= Problem to solve =
Where does the word "DispatchConfig" show up in the records? Copy every line that has it.

= The input =

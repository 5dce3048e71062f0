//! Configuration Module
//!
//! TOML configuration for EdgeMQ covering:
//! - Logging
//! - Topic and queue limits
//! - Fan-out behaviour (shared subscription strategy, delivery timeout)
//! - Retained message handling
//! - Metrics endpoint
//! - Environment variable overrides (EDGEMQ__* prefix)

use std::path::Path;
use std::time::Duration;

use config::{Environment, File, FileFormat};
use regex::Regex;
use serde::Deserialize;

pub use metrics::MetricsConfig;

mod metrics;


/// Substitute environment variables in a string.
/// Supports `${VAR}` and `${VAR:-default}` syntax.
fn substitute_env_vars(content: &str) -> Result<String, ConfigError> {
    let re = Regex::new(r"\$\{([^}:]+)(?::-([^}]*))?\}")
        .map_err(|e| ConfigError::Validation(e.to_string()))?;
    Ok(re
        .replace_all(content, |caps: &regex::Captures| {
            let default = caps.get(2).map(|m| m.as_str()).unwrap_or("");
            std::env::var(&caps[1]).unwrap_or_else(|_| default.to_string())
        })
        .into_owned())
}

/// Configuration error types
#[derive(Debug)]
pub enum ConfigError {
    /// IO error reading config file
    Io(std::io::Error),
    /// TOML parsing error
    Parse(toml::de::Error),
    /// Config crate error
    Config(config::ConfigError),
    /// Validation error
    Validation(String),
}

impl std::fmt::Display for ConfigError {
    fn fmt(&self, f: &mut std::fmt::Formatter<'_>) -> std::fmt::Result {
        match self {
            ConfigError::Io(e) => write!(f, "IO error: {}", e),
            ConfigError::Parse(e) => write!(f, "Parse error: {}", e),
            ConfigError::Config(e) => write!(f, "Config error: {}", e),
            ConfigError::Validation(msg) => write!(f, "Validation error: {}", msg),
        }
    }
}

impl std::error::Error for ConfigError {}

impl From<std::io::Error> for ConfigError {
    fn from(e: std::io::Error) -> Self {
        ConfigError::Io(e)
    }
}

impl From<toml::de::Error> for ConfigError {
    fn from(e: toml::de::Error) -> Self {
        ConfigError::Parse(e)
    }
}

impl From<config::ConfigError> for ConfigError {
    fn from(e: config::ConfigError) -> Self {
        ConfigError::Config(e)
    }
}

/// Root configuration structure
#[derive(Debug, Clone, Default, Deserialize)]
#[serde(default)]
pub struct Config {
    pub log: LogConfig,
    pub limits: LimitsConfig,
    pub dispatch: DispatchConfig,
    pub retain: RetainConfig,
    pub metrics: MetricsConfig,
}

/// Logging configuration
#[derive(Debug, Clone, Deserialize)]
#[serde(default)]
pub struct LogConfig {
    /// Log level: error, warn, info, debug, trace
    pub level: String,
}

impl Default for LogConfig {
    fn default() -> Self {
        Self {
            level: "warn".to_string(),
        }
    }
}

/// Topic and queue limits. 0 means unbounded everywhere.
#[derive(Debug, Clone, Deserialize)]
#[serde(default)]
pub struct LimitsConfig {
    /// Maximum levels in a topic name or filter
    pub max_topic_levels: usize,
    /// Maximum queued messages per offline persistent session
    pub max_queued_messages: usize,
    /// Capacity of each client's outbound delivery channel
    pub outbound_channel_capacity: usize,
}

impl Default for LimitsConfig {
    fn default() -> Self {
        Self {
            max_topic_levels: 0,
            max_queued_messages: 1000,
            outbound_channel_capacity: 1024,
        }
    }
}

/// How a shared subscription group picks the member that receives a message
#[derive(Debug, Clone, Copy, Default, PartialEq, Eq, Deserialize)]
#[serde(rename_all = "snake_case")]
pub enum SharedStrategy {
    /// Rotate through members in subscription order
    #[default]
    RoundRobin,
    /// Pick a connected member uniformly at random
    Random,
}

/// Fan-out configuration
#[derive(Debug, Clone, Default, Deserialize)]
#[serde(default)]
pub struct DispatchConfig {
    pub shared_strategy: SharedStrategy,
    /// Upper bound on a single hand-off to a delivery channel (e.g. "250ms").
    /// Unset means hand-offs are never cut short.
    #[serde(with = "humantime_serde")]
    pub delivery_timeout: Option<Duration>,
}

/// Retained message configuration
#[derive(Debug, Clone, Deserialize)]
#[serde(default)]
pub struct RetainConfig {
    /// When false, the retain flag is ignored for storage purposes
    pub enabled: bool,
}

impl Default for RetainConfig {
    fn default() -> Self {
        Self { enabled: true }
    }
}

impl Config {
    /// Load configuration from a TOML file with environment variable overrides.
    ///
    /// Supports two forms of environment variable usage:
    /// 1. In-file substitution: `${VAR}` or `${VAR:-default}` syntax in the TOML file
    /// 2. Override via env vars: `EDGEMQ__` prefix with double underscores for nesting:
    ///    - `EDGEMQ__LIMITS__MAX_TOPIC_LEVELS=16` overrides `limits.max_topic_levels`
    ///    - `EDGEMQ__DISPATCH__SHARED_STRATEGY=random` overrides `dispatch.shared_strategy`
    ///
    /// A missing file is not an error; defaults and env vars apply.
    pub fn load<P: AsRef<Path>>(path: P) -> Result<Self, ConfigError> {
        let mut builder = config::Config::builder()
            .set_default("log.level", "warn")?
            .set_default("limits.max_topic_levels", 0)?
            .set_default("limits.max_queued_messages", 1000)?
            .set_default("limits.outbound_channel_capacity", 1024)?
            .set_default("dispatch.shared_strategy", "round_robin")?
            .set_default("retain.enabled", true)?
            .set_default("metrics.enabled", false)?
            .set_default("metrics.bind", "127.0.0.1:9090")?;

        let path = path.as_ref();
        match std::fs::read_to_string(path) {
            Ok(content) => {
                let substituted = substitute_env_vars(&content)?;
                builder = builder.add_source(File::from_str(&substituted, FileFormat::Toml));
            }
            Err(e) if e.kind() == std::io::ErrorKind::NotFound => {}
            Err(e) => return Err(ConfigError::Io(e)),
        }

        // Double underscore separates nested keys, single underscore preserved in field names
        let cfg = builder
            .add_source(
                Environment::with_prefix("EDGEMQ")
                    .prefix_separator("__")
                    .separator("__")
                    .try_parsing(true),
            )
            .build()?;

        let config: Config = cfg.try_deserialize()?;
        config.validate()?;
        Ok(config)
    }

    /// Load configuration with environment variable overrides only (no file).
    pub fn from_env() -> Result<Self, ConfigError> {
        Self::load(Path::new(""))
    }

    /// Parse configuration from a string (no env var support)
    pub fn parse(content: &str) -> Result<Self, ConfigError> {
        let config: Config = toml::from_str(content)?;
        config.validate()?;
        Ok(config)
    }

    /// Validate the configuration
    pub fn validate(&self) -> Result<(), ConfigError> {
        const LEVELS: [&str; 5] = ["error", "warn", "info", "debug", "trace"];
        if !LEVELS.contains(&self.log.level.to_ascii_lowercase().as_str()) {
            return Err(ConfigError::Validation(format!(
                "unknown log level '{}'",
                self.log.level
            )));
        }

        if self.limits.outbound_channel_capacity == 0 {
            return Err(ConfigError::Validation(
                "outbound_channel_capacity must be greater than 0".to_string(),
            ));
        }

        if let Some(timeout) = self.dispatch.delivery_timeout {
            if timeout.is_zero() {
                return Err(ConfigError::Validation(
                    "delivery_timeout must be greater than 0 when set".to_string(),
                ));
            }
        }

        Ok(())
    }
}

= Exercise response =
    pub dispatch: DispatchConfig,
pub struct DispatchConfig {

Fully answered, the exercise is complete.